Susana Cerqueira trabalhou no Centro Alemão para Doenças Neurodegenerativas (Alemanha) e na Miller School of Medicine (EUA), dedicando-se aí ao estudo de lesões na medula espinal. Foi conselheira em Miami Dade para o (re)abrir de escolas na era covid, pivô local da Portuguese American Postgraduate Society e está agora na Universidade de Clemson, ainda na costa leste dos EUA. 

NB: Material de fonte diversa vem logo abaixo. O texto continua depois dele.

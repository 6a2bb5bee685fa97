//! Scenario simulation engine.

use rust_decimal::Decimal;

use super::error::ScenarioError;
use super::types::{DecisionScenario, MonthProjection, SimulationBaseline};

/// Fixed simulation horizon in months.
pub const HORIZON_MONTHS: u32 = 24;

/// Engine for running decision simulations.
///
/// A positive upfront cost is debited from the starting cash flow and from
/// the emergency fund. A negative upfront cost (a one-time windfall) is NOT
/// credited to the starting cash flow, though it does raise the projected
/// emergency fund level.
pub struct ScenarioEngine;

impl ScenarioEngine {
    /// Validates a scenario.
    ///
    /// # Errors
    ///
    /// Returns `ScenarioError::InvalidStartMonth` when the start month is 0.
    pub fn validate(scenario: &DecisionScenario) -> Result<(), ScenarioError> {
        if scenario.start_month == 0 {
            return Err(ScenarioError::InvalidStartMonth);
        }
        Ok(())
    }

    /// Runs a 24-month simulation of the scenario against the baseline.
    ///
    /// Produces exactly [`HORIZON_MONTHS`] freshly allocated per-month
    /// projections; neither input is mutated.
    ///
    /// # Errors
    ///
    /// Returns the validation error for an invalid scenario.
    pub fn simulate(
        baseline: &SimulationBaseline,
        scenario: &DecisionScenario,
    ) -> Result<Vec<MonthProjection>, ScenarioError> {
        Self::validate(scenario)?;

        let mut results = Vec::with_capacity(HORIZON_MONTHS as usize);
        let mut cumulative_cash_flow = Decimal::ZERO;
        let mut emergency_fund_impact = Decimal::ZERO;

        if scenario.upfront_cost > Decimal::ZERO {
            cumulative_cash_flow -= scenario.upfront_cost;
            emergency_fund_impact -= scenario.upfront_cost;
        }

        let window_end = scenario.start_month.saturating_add(scenario.duration);

        for month in 1..=HORIZON_MONTHS {
            let active = month >= scenario.start_month && month < window_end;

            let mut monthly_income = baseline.base_income;
            let mut monthly_expenses = baseline.base_expenses;
            if active {
                monthly_income += scenario.monthly_income;
                monthly_expenses += scenario.monthly_expense;
            }

            let net_cash_flow = monthly_income - monthly_expenses;
            cumulative_cash_flow += net_cash_flow;

            let emergency_fund_level = (baseline.emergency_fund
                + emergency_fund_impact
                + (cumulative_cash_flow - scenario.upfront_cost))
                .max(Decimal::ZERO);

            results.push(MonthProjection {
                month,
                monthly_income,
                monthly_expenses,
                net_cash_flow,
                cumulative_cash_flow,
                emergency_fund_level,
            });
        }

        Ok(results)
    }
}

Recorda-se do seu primeiro dia na UMinho?
Tenho memória de fazer a minha inscrição no curso numa sala do CP2, no campus de Gualtar, em Braga, e de achar que a arquitetura do edifício era peculiar e interessante. Recordo-me também dos primeiros colegas de curso que conheci. São amizades que duram até hoje.
 
O que a levou a escolher Biologia Aplicada?
O fascínio e a curiosidade em perceber como todos os processos que ocorrem na Natureza estão interligados de forma perfeita. O meu professor de Biologia no ensino secundário era um apaixonado pelo tema e contagiou-me com o seu entusiasmo. Quando comecei a ter aulas práticas e percebi como se podem manipular os sistemas biológicos, quer para compreender, quer para tentar reverter erros ou patologias, senti que queria explorar essas possibilidades no futuro. O facto de o curso de Biologia Aplicada na UMinho ter uma componente mais aplicada diferenciou-o dos tradicionais cursos de outras faculdades.
 
Como passou de Biologia Aplicada para o doutoramento em Engenharia de Tecidos, Medicina Regenerativa e Células Estaminais?
O que me motiva mais em investigação científica é encontrar soluções para problemas médicos. Este doutoramento do I3Bs pareceu-me ser uma boa opção para aprender e desenvolver tecnologias inovadoras, nomeadamente o uso de biomateriais multifuncionais como agentes terapêuticos e, também, como meio para direcionar medicamentos a tecidos patológicos. As tecnologias que estão a ser desenvolvidas nas áreas de engenharia de tecidos são muito promissoras!
 
Que momentos da vida universitária deixaram mais saudades?
As relações de amizade e a rede de apoio construída durante o percurso académico são o que deixa mais saudades. Fiz grandes amigos durante a licenciatura e o doutoramento. Continuo ligada à academia agora como mentora internacional de alunos da UMinho, o que é um privilégio. Poder contribuir na formação dos mais novos é, sem dúvida, uma retribuição pelo excelente ensino que tive em Portugal. Tenho muito gosto em estabelecer pontes através de iniciativas que aproximam os EUA e Portugal, porque me mantém ativamente ligada ao meu país de origem.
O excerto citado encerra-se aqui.